L’Homme de la pampa de Jules Supervielle y la dislocación el mundo
En un brillante ensayo sobre la novela radical y experimental L’Homme de la pampa (1923) del escritor franco-uruguayo Jules Supervielle, Sylvia Molloy analiza su escritura intersticial en relación con la imposibilidad de decidir si es que fue “a French poet born in Uruguay or a Uruguayan who became a French poet” (273) [un poeta francés nacido en Uruguay o un uruguayo que se volvió un poeta francés5]. Supervielle nació en Uruguay en 1884 de padres franceses, y se trasladó a Francia a los diez años; años más tarde se casó con una uruguaya en París y siempre volvió a Uruguay para pasar largas temporadas en el campo de su familia, y mantuvo intensas relaciones intelectuales con escritores y artistas vanguardistas argentinos y uruguayos. Perfectamente bilingüe, era según su propia definición un “poéte des deux rivages” (Molloy 273), lo que subraya su doble pertenencia. Creo que esa afirmación de un surplus de pertenencia es inexacta porque Supervielle no tuvo una inserción cómoda ni en París entre los surrealistas, ni en el Río de la Plata donde era bien recibido pero siempre como un extranjero; por eso me interesa pensarlo a través del concepto de lo intersticial que, por lo menos, posterga cualquier expectativa de pertenencia plena y sugiere la precariedad -no socio-económica pero sí epistemológica- de las condiciones de producción discursiva.
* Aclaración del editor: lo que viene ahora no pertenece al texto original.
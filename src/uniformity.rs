//! Goodness-of-fit tests of bucket counts against the uniform distribution.
//!
//! # Tests
//!
//! - **Chi-squared**: `χ² = Σ (Oᵢ − E)² / E` with `E = n / b`. A run passes
//!   when `χ² ≤ b`. This threshold is a fixed heuristic (roughly "χ² no
//!   larger than its degrees of freedom plus one"), not a lookup against the
//!   χ²(b−1) distribution; it is kept because changing it changes pass rates.
//! - **Kolmogorov–Smirnov**: `D = maxᵢ |F̂(i) − (i+1)/b|` where `F̂` is the
//!   empirical CDF over buckets. A run passes when `D ≤ 1.36 / √n`, the
//!   large-sample two-sided critical value at α = 0.05.
//!   Reference: Massey (1951), "The Kolmogorov-Smirnov Test for Goodness of
//!   Fit", *JASA* 46(253).

use serde::{Deserialize, Serialize};
use tracing::debug;

use crate::error::{HashDistError, Result};
use crate::simulate::BucketCounts;

/// Asymptotic two-sided KS coefficient at the 5% significance level.
pub const KS_COEFFICIENT_5PCT: f64 = 1.36;

/// How the two sub-tests combine into one pass/fail verdict.
#[derive(Debug, Clone, Copy, PartialEq, Eq, Default, Serialize, Deserialize)]
#[serde(rename_all = "kebab-case")]
pub enum VerdictPolicy {
    /// Both chi-squared and KS must pass.
    #[default]
    CombinedStrict,
    /// Only the KS test decides.
    KsOnly,
}

/// Outcome of testing one run's bucket counts.
#[derive(Debug, Clone, Copy, PartialEq, Serialize)]
#[serde(rename_all = "camelCase")]
pub struct TestVerdict {
    pub chi_squared: f64,
    pub chi_squared_pass: bool,
    pub ks_statistic: f64,
    pub ks_critical_value: f64,
    pub ks_pass: bool,
    /// Combined verdict under the tester's [`VerdictPolicy`].
    pub pass: bool,
}

/// Sum of counts, rejecting empty input and a zero total.
fn checked_total(counts: &[u64]) -> Result<u64> {
    if counts.is_empty() {
        return Err(HashDistError::config("bucket counts are empty"));
    }
    let total: u64 = counts.iter().sum();
    if total == 0 {
        return Err(HashDistError::config(
            "bucket counts sum to zero, nothing to test",
        ));
    }
    Ok(total)
}

/// Pearson's chi-squared statistic against a uniform expectation.
///
/// # Complexity
/// Time: O(b), Space: O(1)
///
/// # Errors
/// [`HashDistError::Config`] if `counts` is empty or sums to zero.
///
/// # Examples
/// ```
/// use hashdist::uniformity::chi_squared;
/// assert_eq!(chi_squared(&[100, 100, 100, 100]).unwrap(), 0.0);
/// assert_eq!(chi_squared(&[1000, 0, 0, 0]).unwrap(), 3000.0);
/// ```
pub fn chi_squared(counts: &[u64]) -> Result<f64> {
    let total = checked_total(counts)?;
    let expected = total as f64 / counts.len() as f64;
    Ok(chi_squared_with_expected(counts, expected))
}

/// `Σ (Oᵢ − E)² / E` for a caller-supplied expectation `E > 0`.
pub(crate) fn chi_squared_with_expected(counts: &[u64], expected: f64) -> f64 {
    counts
        .iter()
        .map(|&observed| {
            let diff = observed as f64 - expected;
            diff * diff / expected
        })
        .sum()
}

/// KS statistic `D` between the bucket-level empirical CDF and the
/// discrete uniform CDF `(i + 1) / b`.
///
/// Always in `[0, 1]`.
///
/// # Complexity
/// Time: O(b), Space: O(1)
///
/// # Errors
/// [`HashDistError::Config`] if `counts` is empty or sums to zero.
///
/// # Examples
/// ```
/// use hashdist::uniformity::ks_statistic;
/// assert_eq!(ks_statistic(&[250, 250, 250, 250]).unwrap(), 0.0);
/// assert!((ks_statistic(&[1000, 0, 0, 0]).unwrap() - 0.75).abs() < 1e-12);
/// ```
pub fn ks_statistic(counts: &[u64]) -> Result<f64> {
    let total = checked_total(counts)? as f64;
    let buckets = counts.len() as f64;

    let mut cumulative = 0_u64;
    let mut d_max = 0.0_f64;
    for (i, &count) in counts.iter().enumerate() {
        cumulative += count;
        let ecdf = cumulative as f64 / total;
        let uniform = (i + 1) as f64 / buckets;
        d_max = d_max.max((ecdf - uniform).abs());
    }
    Ok(d_max)
}

/// Critical value `1.36 / √n` for `n` samples.
///
/// # Returns
/// `+∞` for `n = 0`.
pub fn ks_critical_value(total_samples: u64) -> f64 {
    KS_COEFFICIENT_5PCT / (total_samples as f64).sqrt()
}

/// Applies both tests and combines them per [`VerdictPolicy`].
#[derive(Debug, Clone, Copy, Default, PartialEq, Eq)]
pub struct UniformityTester {
    policy: VerdictPolicy,
}

impl UniformityTester {
    pub fn new(policy: VerdictPolicy) -> Self {
        Self { policy }
    }

    pub fn policy(&self) -> VerdictPolicy {
        self.policy
    }

    /// Tests a completed run.
    ///
    /// # Errors
    /// [`HashDistError::Config`] if the counts are empty or sum to zero.
    pub fn test(&self, counts: &BucketCounts) -> Result<TestVerdict> {
        self.test_counts(counts.counts())
    }

    /// Tests a raw count slice.
    ///
    /// # Errors
    /// [`HashDistError::Config`] if `counts` is empty or sums to zero.
    pub fn test_counts(&self, counts: &[u64]) -> Result<TestVerdict> {
        let total = checked_total(counts)?;
        let buckets = counts.len();

        let chi_squared = chi_squared_with_expected(counts, total as f64 / buckets as f64);
        let chi_squared_pass = chi_squared <= buckets as f64;

        let ks_statistic = ks_statistic(counts)?;
        let ks_critical_value = ks_critical_value(total);
        let ks_pass = ks_statistic <= ks_critical_value;

        let pass = match self.policy {
            VerdictPolicy::CombinedStrict => chi_squared_pass && ks_pass,
            VerdictPolicy::KsOnly => ks_pass,
        };

        debug!(
            buckets,
            total,
            chi_squared,
            ks_statistic,
            ks_critical_value,
            pass,
            "uniformity verdict"
        );

        Ok(TestVerdict {
            chi_squared,
            chi_squared_pass,
            ks_statistic,
            ks_critical_value,
            ks_pass,
            pass,
        })
    }
}

#[cfg(test)]
mod tests {
    use super::*;

    // --- chi_squared ---

    #[test]
    fn test_chi_squared_perfectly_uniform() {
        assert_eq!(chi_squared(&[100, 100, 100, 100]).unwrap(), 0.0);
    }

    #[test]
    fn test_chi_squared_maximal_skew() {
        assert_eq!(chi_squared(&[1000, 0, 0, 0]).unwrap(), 3000.0);
    }

    #[test]
    fn test_chi_squared_small_deviation() {
        // E = 50: (10² + 10²) / 50 = 4
        assert!((chi_squared(&[60, 40]).unwrap() - 4.0).abs() < 1e-12);
    }

    #[test]
    fn test_chi_squared_non_integer_expectation() {
        // n = 10, b = 3, E = 10/3
        let e = 10.0 / 3.0;
        let expected = ((4.0 - e) * (4.0 - e) + 2.0 * (3.0 - e) * (3.0 - e)) / e;
        assert!((chi_squared(&[4, 3, 3]).unwrap() - expected).abs() < 1e-12);
    }

    #[test]
    fn test_chi_squared_rejects_bad_input() {
        assert!(chi_squared(&[]).unwrap_err().is_config());
        assert!(chi_squared(&[0, 0, 0]).unwrap_err().is_config());
    }

    // --- ks ---

    #[test]
    fn test_ks_uniform_is_zero() {
        assert_eq!(ks_statistic(&[250, 250, 250, 250]).unwrap(), 0.0);
    }

    #[test]
    fn test_ks_maximal_skew() {
        let d = ks_statistic(&[1000, 0, 0, 0]).unwrap();
        assert!((d - 0.75).abs() < 1e-12);
    }

    #[test]
    fn test_ks_skew_at_the_end() {
        // ECDF stays 0 until the last bucket; max gap is (b−1)/b.
        let d = ks_statistic(&[0, 0, 0, 0, 500]).unwrap();
        assert!((d - 0.8).abs() < 1e-12);
    }

    #[test]
    fn test_ks_single_bucket() {
        assert_eq!(ks_statistic(&[17]).unwrap(), 0.0);
    }

    #[test]
    fn test_ks_rejects_bad_input() {
        assert!(ks_statistic(&[]).unwrap_err().is_config());
        assert!(ks_statistic(&[0, 0]).unwrap_err().is_config());
    }

    #[test]
    fn test_ks_critical_value() {
        assert!((ks_critical_value(1000) - 0.043_007).abs() < 1e-5);
        assert!((ks_critical_value(100) - 0.136).abs() < 1e-12);
        assert_eq!(ks_critical_value(0), f64::INFINITY);
    }

    // --- tester ---

    #[test]
    fn test_uniform_counts_pass() {
        let tester = UniformityTester::default();
        let v = tester.test_counts(&[100, 100, 100, 100]).unwrap();
        assert_eq!(v.chi_squared, 0.0);
        assert_eq!(v.ks_statistic, 0.0);
        assert!(v.chi_squared_pass && v.ks_pass && v.pass);
    }

    #[test]
    fn test_skewed_counts_fail_both() {
        let tester = UniformityTester::new(VerdictPolicy::CombinedStrict);
        let v = tester.test_counts(&[1000, 0, 0, 0]).unwrap();
        assert!(!v.chi_squared_pass);
        assert!(!v.ks_pass);
        assert!(!v.pass);
    }

    #[test]
    fn test_policy_ks_only_ignores_chi_squared() {
        // Alternating ±15 around E = 100: D = 0.015 stays under the
        // critical value 0.043, but χ² = 10·15²/100 = 22.5 > b = 10.
        let counts = [115, 85, 115, 85, 115, 85, 115, 85, 115, 85];
        let strict = UniformityTester::new(VerdictPolicy::CombinedStrict)
            .test_counts(&counts)
            .unwrap();
        let ks_only = UniformityTester::new(VerdictPolicy::KsOnly)
            .test_counts(&counts)
            .unwrap();
        assert!((strict.chi_squared - 22.5).abs() < 1e-9);
        assert!(!strict.chi_squared_pass);
        assert!(strict.ks_pass, "D = {}", strict.ks_statistic);
        assert!(!strict.pass);
        assert!(ks_only.pass);
    }

    #[test]
    fn test_chi_squared_threshold_is_inclusive() {
        // E = 50: (55−50)²/50 + (45−50)²/50 = 1 ≤ b = 2
        let v = UniformityTester::default().test_counts(&[55, 45]).unwrap();
        assert!((v.chi_squared - 1.0).abs() < 1e-12);
        assert!(v.chi_squared_pass);
        // E = 50: (60−50)²/50·2 = 4 > 2
        let v = UniformityTester::default().test_counts(&[60, 40]).unwrap();
        assert!(!v.chi_squared_pass);
    }

    #[test]
    fn test_tester_rejects_bad_input() {
        let tester = UniformityTester::default();
        assert!(tester.test_counts(&[]).is_err());
        assert!(tester.test_counts(&[0]).is_err());
    }

    #[test]
    fn test_verdict_serializes_camel_case() {
        let v = UniformityTester::default().test_counts(&[5, 5]).unwrap();
        let json = serde_json::to_value(v).unwrap();
        assert_eq!(json["chiSquared"], 0.0);
        assert_eq!(json["ksStatistic"], 0.0);
        assert_eq!(json["pass"], true);
    }

    #[test]
    fn test_policy_serde_names() {
        let p: VerdictPolicy = serde_json::from_str("\"ks-only\"").unwrap();
        assert_eq!(p, VerdictPolicy::KsOnly);
        assert_eq!(
            serde_json::to_string(&VerdictPolicy::CombinedStrict).unwrap(),
            "\"combined-strict\""
        );
    }
}

#[cfg(test)]
mod proptests {
    use super::*;
    use proptest::prelude::*;

    proptest! {
        #![proptest_config(ProptestConfig::with_cases(300))]

        #[test]
        fn chi_squared_non_negative(counts in proptest::collection::vec(0_u64..1000, 1..40)) {
            prop_assume!(counts.iter().sum::<u64>() > 0);
            prop_assert!(chi_squared(&counts).unwrap() >= 0.0);
        }

        #[test]
        fn chi_squared_zero_for_equal_counts(c in 1_u64..10_000, b in 1_usize..64) {
            let counts = vec![c; b];
            prop_assert_eq!(chi_squared(&counts).unwrap(), 0.0);
        }

        #[test]
        fn ks_in_unit_interval(counts in proptest::collection::vec(0_u64..1000, 1..40)) {
            prop_assume!(counts.iter().sum::<u64>() > 0);
            let d = ks_statistic(&counts).unwrap();
            prop_assert!((0.0..=1.0).contains(&d), "D = {d}");
        }

        #[test]
        fn equal_counts_always_pass(c in 1_u64..10_000, b in 1_usize..64) {
            let v = UniformityTester::default().test_counts(&vec![c; b]).unwrap();
            prop_assert!(v.pass);
        }
    }
}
En 1923 publicó en Gallimard L’Homme de la pampa, traducido al español en 1925 por el poeta vanguardista Juan Parra del Riego, aunque Supervielle tuvo la posibilidad de intervenir y editar la traducción. Supervielle no integró ningún grupo surrealista y tuvo una relación típicamente conflictiva con André Breton, no obstante, Keith Aspley explica que, a partir de la década de 1950, la tradición literaria leyó buena parte de su producción narrativa y poética como una contribución a la poética surrealista (15). Y, sin embargo, L’Homme de la pampa es una novela que juega con el sinsentido, inventiva y divertida, con una trama absurda que no apuesta a ningún tipo de coherencia narrativa, y descarta cualquier noción de verosimilitud.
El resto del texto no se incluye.